I pay tribute to Elaine Holmes, Olive McIlroy and the Scottish Mesh Survivors, who, almost 10 years ago, started a campaign with a parliamentary petition to rectify the mistakes that mesh-injured women have endured. My colleague Jackson Carlaw and former MSPs Alex Neil and Neil Findlay heard their call to action and took up the cause in the Scottish Parliament. They helped to provide a platform for women to share their experiences of surgical mesh, but it should never have had to come to that. Our healthcare system should be patient centred and not stacked against them.
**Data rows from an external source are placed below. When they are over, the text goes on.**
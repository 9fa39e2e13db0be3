//! Error types for the proxy.
//!
//! Startup problems are [`ConfigError`]s and abort the process before any
//! socket is opened. Everything that happens once traffic flows is scoped to a
//! single connection: [`ConnectError`] when the backend is unreachable and
//! [`ProtocolError`] when a forward cycle fails.

use std::io;
use std::net::SocketAddr;
use std::path::PathBuf;

use thiserror::Error;

use crate::options::OptionError;

/// Fatal configuration errors.
#[derive(Debug, Error)]
pub enum ConfigError {
    /// Config file could not be read.
    #[error("failed to read config file {path}: {source}")]
    Read { path: PathBuf, source: io::Error },

    /// Config file is not valid TOML or has unknown keys.
    #[error("invalid config file {path}: {source}")]
    Parse {
        path: PathBuf,
        source: toml::de::Error,
    },

    /// `--set` argument that is not `namespace.name.option=value`.
    #[error(
        "invalid override {0:?}: expected behavior.<name>.<option>=<value> or protocol.<name>.<option>=<value>"
    )]
    Override(String),

    /// Address not in `HOST:PORT` form.
    #[error("expected HOST:PORT, got {0:?}")]
    AddressFormat(String),

    /// Address resolution failed.
    #[error("could not resolve {addr}: {reason}")]
    Resolve { addr: String, reason: String },

    /// Weighted table entry that is not `percentage:name`.
    #[error("invalid behavior entry {0:?}: use percentage:name")]
    BehaviorSyntax(String),

    /// Weighted table percentage that is not a non-negative integer.
    #[error("invalid percentage {0:?}: expected a non-negative integer")]
    BehaviorPercent(String),

    /// Weighted table adds up to more than 100.
    #[error("the behavior total needs to be 100 or less, got {0}")]
    BehaviorTotal(u32),

    /// Behavior name that is not registered.
    #[error(transparent)]
    UnknownBehavior(#[from] UnknownBehavior),

    /// Protocol name that does not exist.
    #[error("{name:?} is an unknown protocol. Pick one of: {known}.")]
    UnknownProtocol { name: String, known: String },

    /// Behavior or protocol option failed validation.
    #[error(transparent)]
    Option(#[from] OptionError),

    /// Listener could not be bound.
    #[error("failed to bind {addr}: {source}")]
    Bind { addr: SocketAddr, source: io::Error },

    #[error("failed to set up the statsd client: {0}")]
    Statsd(io::Error),
}

/// Lookup of a behavior name that is not in the registry.
#[derive(Debug, Clone, Error)]
#[error("{name:?} is an unknown behavior. Pick one of: {known}.")]
pub struct UnknownBehavior {
    pub name: String,
    pub known: String,
}

/// Errors returned by the control surface.
#[derive(Debug, Error)]
pub enum ControlError {
    #[error(transparent)]
    UnknownBehavior(#[from] UnknownBehavior),

    #[error(transparent)]
    InvalidOption(#[from] OptionError),
}

impl From<ControlError> for ConfigError {
    fn from(err: ControlError) -> Self {
        match err {
            ControlError::UnknownBehavior(e) => e.into(),
            ControlError::InvalidOption(e) => e.into(),
        }
    }
}

/// Backend connection failures. They fail the current client connection only.
#[derive(Debug, Error)]
pub enum ConnectError {
    #[error("failed to connect to backend {addr}: {source}")]
    Io { addr: SocketAddr, source: io::Error },

    #[error("timed out connecting to backend {addr}")]
    Timeout { addr: SocketAddr },
}

/// Failures of a single forward cycle. They tear down the connection.
#[derive(Debug, Error)]
pub enum ProtocolError {
    #[error("socket error: {0}")]
    Io(#[from] io::Error),

    /// The peer went away before a complete message arrived.
    #[error("peer closed the connection mid-message")]
    Truncated,

    #[error("malformed {protocol} message: {detail}")]
    Malformed {
        protocol: &'static str,
        detail: String,
    },

    #[error("{0} are not implemented")]
    NotImplemented(&'static str),
}

impl ProtocolError {
    pub(crate) fn malformed(protocol: &'static str, detail: impl Into<String>) -> Self {
        Self::Malformed {
            protocol,
            detail: detail.into(),
        }
    }

    /// Short reason code used in log lines.
    pub fn reason_code(&self) -> &'static str {
        match self {
            ProtocolError::Io(_) => "socket_error",
            ProtocolError::Truncated => "truncated",
            ProtocolError::Malformed { .. } => "malformed",
            ProtocolError::NotImplemented(_) => "not_implemented",
        }
    }
}

/// Why a proxied connection ended early.
#[derive(Debug, Error)]
pub enum ConnectionError {
    #[error(transparent)]
    Connect(#[from] ConnectError),

    #[error(transparent)]
    Protocol(#[from] ProtocolError),
}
The latest review from Professor Alison Britton makes for grim and difficult reading. It examined 40,000 pages of medical notes and 18 case records of women with transvaginal mesh implants and found that many of them were not informed of the risks and implications of the treatment if it were to go wrong. Some had conditions that would not have been helped by a mesh implant in the first place and, horrifyingly, many were misled about the extent to which the mesh had been removed by the NHS. One patient lost her bladder, and she said that what had happened to her was “bordering on criminal”. Another described the feeling of being “deceived” and “gaslit” by clinicians. The legacy of distrust from the transvaginal mesh scandal will endure for a long time to come.
Professor Britton’s review has made 21 recommendations, which span communication with patients; the creation of a mesh register for procedures in Scotland, the wider UK and abroad; clarification around the mesh referral and treatment pathways from the patient perspective; requirements for post-operative care following surgery abroad; and improvements to the consent process. Today, the minister has thanked Professor Britton, so I am sure that she will agree that those are reasonable and common-sense suggestions, which the Scottish Government should implement at pace with the appropriate partners.
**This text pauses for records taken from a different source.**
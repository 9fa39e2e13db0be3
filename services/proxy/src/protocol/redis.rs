use async_trait::async_trait;

use super::{abort_handling, relay_chunk, MessageReader, Protocol, ProtocolOptions, MAX_HEAD};
use crate::behavior::{Direction, Forward};
use crate::error::ProtocolError;

const NAME: &str = "redis";

/// Redis: one request chunk, then one RESP reply.
///
/// Status, error and integer replies are one line; bulk replies carry a
/// declared byte count. Multi-bulk replies are not supported.
#[derive(Debug)]
pub struct Redis {
    options: ProtocolOptions,
}

impl Redis {
    pub fn new(options: ProtocolOptions) -> Self {
        Self { options }
    }

    async fn relay_reply(&self, fwd: &Forward<'_>) -> Result<(), ProtocolError> {
        let mut reply = MessageReader::new(fwd.dest, self.options.buffer);
        let line = reply
            .line(NAME, MAX_HEAD)
            .await?
            .ok_or(ProtocolError::Truncated)?;

        match line.first() {
            Some(b'+' | b'-' | b':') => fwd.source.write_all(&line).await?,
            Some(b'$') => {
                let size: i64 = std::str::from_utf8(&line[1..])
                    .ok()
                    .and_then(|s| s.trim_end().parse().ok())
                    .ok_or_else(|| ProtocolError::malformed(NAME, "bad bulk length"))?;
                fwd.source.write_all(&line).await?;
                // A negative length is the null bulk reply, which has no body.
                if let Ok(size) = u64::try_from(size) {
                    reply.relay_exact(fwd.source, size + 2).await?;
                }
            }
            Some(b'*') => return Err(ProtocolError::NotImplemented("multi-bulk replies")),
            _ => {
                return Err(ProtocolError::malformed(
                    NAME,
                    format!("unknown reply type {:?}", String::from_utf8_lossy(&line[..1])),
                ))
            }
        }
        reply.finish().await;
        Ok(())
    }
}

#[async_trait]
impl Protocol for Redis {
    fn name(&self) -> &'static str {
        NAME
    }

    fn options(&self) -> &ProtocolOptions {
        &self.options
    }

    async fn handle(&self, fwd: &Forward<'_>) -> Result<bool, ProtocolError> {
        if fwd.direction == Direction::ToClient {
            return Ok(relay_chunk(fwd, &self.options).await?);
        }

        let request = fwd.source.read_chunk(self.options.buffer).await?;
        if request.is_empty() {
            abort_handling(fwd, &self.options);
            return Ok(false);
        }
        fwd.dest.write_all(&request).await?;

        self.relay_reply(fwd).await?;
        Ok(self.options.keep_alive)
    }
}

#[cfg(test)]
mod tests {
    use super::*;
    use crate::endpoint::Endpoint;
    use crate::testing::proxied_pair;
    use rstest::rstest;
    use tokio::io::{AsyncReadExt, AsyncWriteExt};

    fn forward<'a>(client: &'a Endpoint, backend: &'a Endpoint) -> Forward<'a> {
        Forward {
            conn_id: 1,
            protocol: NAME,
            direction: Direction::ToBackend,
            source: client,
            dest: backend,
            buffer: 4,
        }
    }

    #[rstest]
    #[case(b"+OK\r\n".as_slice())]
    #[case(b"-ERR unknown command\r\n".as_slice())]
    #[case(b":42\r\n".as_slice())]
    #[case(b"$5\r\nhello\r\n".as_slice())]
    #[case(b"$-1\r\n".as_slice())]
    #[case(b"$0\r\n\r\n".as_slice())]
    #[tokio::test]
    async fn test_replies_are_relayed_whole(#[case] reply: &'static [u8]) {
        let (mut client_peer, client, backend, mut backend_peer) = proxied_pair().await;
        client_peer
            .write_all(b"*2\r\n$3\r\nGET\r\n$1\r\nk\r\n")
            .await
            .unwrap();

        let backend_task = tokio::spawn(async move {
            let mut request = [0u8; 20];
            backend_peer.read_exact(&mut request).await.unwrap();
            backend_peer.write_all(reply).await.unwrap();
            backend_peer
        });

        let protocol = Redis::new(ProtocolOptions {
            buffer: 64,
            ..ProtocolOptions::default()
        });
        let keep = protocol.handle(&forward(&client, &backend)).await.unwrap();
        assert!(!keep);
        let _backend_peer = backend_task.await.unwrap();

        let mut out = vec![0u8; reply.len()];
        client_peer.read_exact(&mut out).await.unwrap();
        assert_eq!(out, reply);
    }

    #[tokio::test]
    async fn test_multi_bulk_is_not_implemented() {
        let (mut client_peer, client, backend, mut backend_peer) = proxied_pair().await;
        client_peer.write_all(b"KEYS *\r\n").await.unwrap();
        backend_peer.write_all(b"*1\r\n$1\r\na\r\n").await.unwrap();

        let protocol = Redis::new(ProtocolOptions::default());
        let err = protocol
            .handle(&forward(&client, &backend))
            .await
            .unwrap_err();
        assert!(matches!(err, ProtocolError::NotImplemented(_)));
    }
}
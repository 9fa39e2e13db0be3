//! mayhemctl - operator CLI for a running mayhem proxy.
//!
//! Talks to the control API to list behaviors, read the active one and
//! switch it at runtime.

use anyhow::Result;
use clap::Parser;

mod client;
mod commands;
mod error;

use commands::Cli;

#[tokio::main]
async fn main() -> Result<()> {
    let cli = Cli::parse();

    if let Err(e) = cli.run().await {
        error::print_error(&e);
        std::process::exit(1);
    }

    Ok(())
}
The minister’s motion suggests that support for mesh-injured women is already well-aligned with Professor Britton’s recommendation, but a polite way of replying to that is that it is a striking example of noncommittal political parlance if ever I heard one.
Professor Britton authored the 2018 investigative report into the initial review of the use of transvaginal mesh. The minister said today that she is grateful to Professor Britton and that she wants to find ways to build back trust, yet five years on from its publication, Professor Britton confirmed that not one of the 46 recommendations have been implemented by the SNP Government—hardly a track record to fill us with confidence.